37. The earliest in point of time of Professor Good’s reports followed his fact finding visit to Sri Lanka between 2 and 15 August 2003, which was intended by him to be in the public domain as he made clear in his second report prepared specifically to deal with issues that had been raised by Charles J in Oppilamani in which the first report and its effect had been considered. The third report, of 21 September 2004, was prepared specifically for the purposes of the appeal before us.

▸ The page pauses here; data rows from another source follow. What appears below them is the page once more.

//! Configuration loading and parsing for qgate.
//!
//! - Schema definitions in [`schema`]
//! - File discovery and loading in [`loader`]
//! - Deep merging in [`merger`]
//!
//! # Example
//!
//! ```
//! use qgate::config::load_merged_config;
//! use std::fs;
//! use tempfile::TempDir;
//!
//! let temp = TempDir::new().unwrap();
//! fs::create_dir_all(temp.path().join(".qgate")).unwrap();
//! fs::write(
//!     temp.path().join(".qgate/config.yml"),
//!     "coverage:\n  thresholds:\n    overall: 85\n",
//! )
//! .unwrap();
//!
//! let config = load_merged_config(temp.path()).unwrap();
//! assert_eq!(config.coverage.threshold_table().get("overall"), Some(85));
//! ```
//!
//! # Configuration File Locations
//!
//! 1. Project config (`.qgate/config.yml`)
//! 2. Local overrides (`.qgate/config.local.yml`)
//!
//! `--config <file>` replaces discovery with a single file.

pub mod loader;
pub mod merger;
pub mod schema;

pub use loader::{load_config, load_config_value, load_merged_config, ConfigPaths, CONFIG_DIR};
pub use merger::{deep_merge, merge_configs};
pub use schema::{CoverageSettings, GateConfig, RuleConfig, ScanSettings};
//! Command-line interface definitions for keyreplay.

use std::{path::PathBuf, time::Duration};

use clap::Parser;
use logging::LogArgs;

/// Command-line interface for the `keyreplay` binary.
#[derive(Parser, Debug)]
#[command(
    name = "keyreplay",
    about = "Replay a scripted key sequence through the dispatcher and print delivered events",
    version
)]
pub struct Cli {
    /// Logging controls shared across workspace binaries.
    #[command(flatten)]
    pub log: LogArgs,

    /// Script of key steps in RON syntax, e.g. `[Down(-7), Wait(600), Up(-7)]`.
    #[arg(value_name = "SCRIPT")]
    pub script: PathBuf,

    /// Optional settings file (RON) supplying the long-press delay and delete behavior.
    #[arg(long, value_name = "PATH")]
    pub settings: Option<PathBuf>,

    /// Override the base long-press threshold.
    #[arg(long, value_parser = humantime::parse_duration, value_name = "DURATION")]
    pub long_press: Option<Duration>,

    /// Repeat held delete keys word by word.
    #[arg(long)]
    pub delete_word: bool,

    /// Key codes whose long-press handler accepts, consuming the press.
    #[arg(
        long = "accept-long-press",
        value_name = "CODE",
        value_delimiter = ',',
        allow_negative_numbers = true
    )]
    pub accept_long_press: Vec<i32>,

    /// Replace the default set of repeatable key codes.
    #[arg(
        long,
        value_name = "CODE",
        value_delimiter = ',',
        allow_negative_numbers = true
    )]
    pub repeatable: Option<Vec<i32>>,
}
//! Test support utilities for keydispatch unit and integration tests.
//! These helpers are public so the integration suite and downstream crates can share them.

use std::sync::Arc;

use parking_lot::Mutex;

use crate::{InputEvent, InputEventReceiver, KeyData};

/// Receiver that records every event it is given.
#[derive(Default)]
pub struct RecordingReceiver {
    /// Everything delivered so far.
    events: Mutex<Vec<InputEvent>>,
}

impl RecordingReceiver {
    /// A fresh recorder, ready to hand to [`crate::Dispatcher::set_receiver`].
    pub fn shared() -> Arc<Self> {
        Arc::new(Self::default())
    }

    /// Copy of all events recorded so far, in delivery order.
    pub fn events(&self) -> Vec<InputEvent> {
        self.events.lock().clone()
    }

    /// Events recorded for `code`, in delivery order.
    pub fn events_for(&self, code: i32) -> Vec<InputEvent> {
        self.events
            .lock()
            .iter()
            .filter(|e| e.data().code == code)
            .cloned()
            .collect()
    }

    /// Number of recorded events of `kind` ("down", "up", "repeat" or "cancel").
    pub fn count(&self, kind: &str) -> usize {
        self.events.lock().iter().filter(|e| e.kind() == kind).count()
    }

    /// Forget everything recorded so far.
    pub fn clear(&self) {
        self.events.lock().clear();
    }

    /// Append one event.
    fn push(&self, event: InputEvent) {
        self.events.lock().push(event);
    }
}

impl InputEventReceiver for RecordingReceiver {
    fn on_input_key_down(&self, data: &KeyData) {
        self.push(InputEvent::Down(data.clone()));
    }

    fn on_input_key_up(&self, data: &KeyData) {
        self.push(InputEvent::Up(data.clone()));
    }

    fn on_input_key_repeat(&self, data: &KeyData) {
        self.push(InputEvent::Repeat(data.clone()));
    }

    fn on_input_key_cancel(&self, data: &KeyData) {
        self.push(InputEvent::Cancel(data.clone()));
    }
}
//! Error handling for the keyreplay binary.

use std::{io, result};

use thiserror::Error;

/// Convenient result type for keyreplay operations.
pub type Result<T> = result::Result<T, Error>;

/// Errors that can occur while replaying a script.
#[derive(Debug, Error)]
pub enum Error {
    /// Wrapper for standard I/O errors.
    #[error("I/O error: {0}")]
    Io(#[from] io::Error),
    /// Errors surfaced by the dispatcher or its settings.
    #[error("Dispatcher error: {0}")]
    Dispatch(#[from] keydispatch::Error),
    /// The replay script could not be parsed.
    #[error("Failed to parse script: {0}")]
    Script(String),
    /// The script parsed but contains no steps.
    #[error("Script contains no steps")]
    EmptyScript,
}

38. Professor Good holds the Chair of Social Anthropology in Practice at the University of Edinburgh where he was Head of Department of Social Anthropology until 1999. He also holds doctorates in chemistry and social anthropology from the universities of Edinburgh and Durham respectively and is a past committee member of the Association of Social Anthropologists of the Commonwealth which he describes as a leading professional body of his discipline. His knowledge of Sri Lanka is derived in part from holding the position of senior lecturer in physical chemistry between 1970-72 at the (then) University of Ceylon, and he had also lived for some years in the Tamil Nadu State in south India and continues to make regular visits to both countries. He teaches, writes and researches on south Asian society, history and culture with special reference to Tamils and was last in Sri Lanka for the purposes of preparation of his first report. He has written numerous reports for use in asylum and human rights appeals and publishes academically on general issues as to expert evidence.

39. The only relevant section in the first report for the purpose of this appeal is at paragraphs 10 to 15 dealing with the security situation in Colombo, partly by reference to his personal observations (which are limited to a large reduction in checkpoints since his previous visit in 1996 although he refers to recent tightening of security in Colombo and increased numbers of temporary checkpoints) and otherwise on the basis of three named informants, all of whom are Tamil lawyers: two are respectively the founder of and associated with the Forum for Human Dignity, the former being an EPDP Parliamentary candidate; the third informant is also an MP for Jaffna District representing the All Ceylon Tamil Congress. On the basis of information provided to him by those informants, he says this at the relevant paragraphs in this section:

’12. A senior officer in the police department said a few months ago that the police believed several LTTE groups to be operating in Colombo. The Freedom of Movement consequent upon the ceasefire has facilitated Colombo’s penetration by the LTTE. They extort money from Tamil businesses in the city, and there has been a recent series of killings by the LTTE in Colombo and elsewhere for people whom they see as enemies, particularly those they believe have been informing on them. There are however no effective police investigations into political murders by the LTTE at present. The authorities do not wish to arrest LTTE members committing political assassinations in Colombo, because they are anxious to do nothing which might disrupt the peace process.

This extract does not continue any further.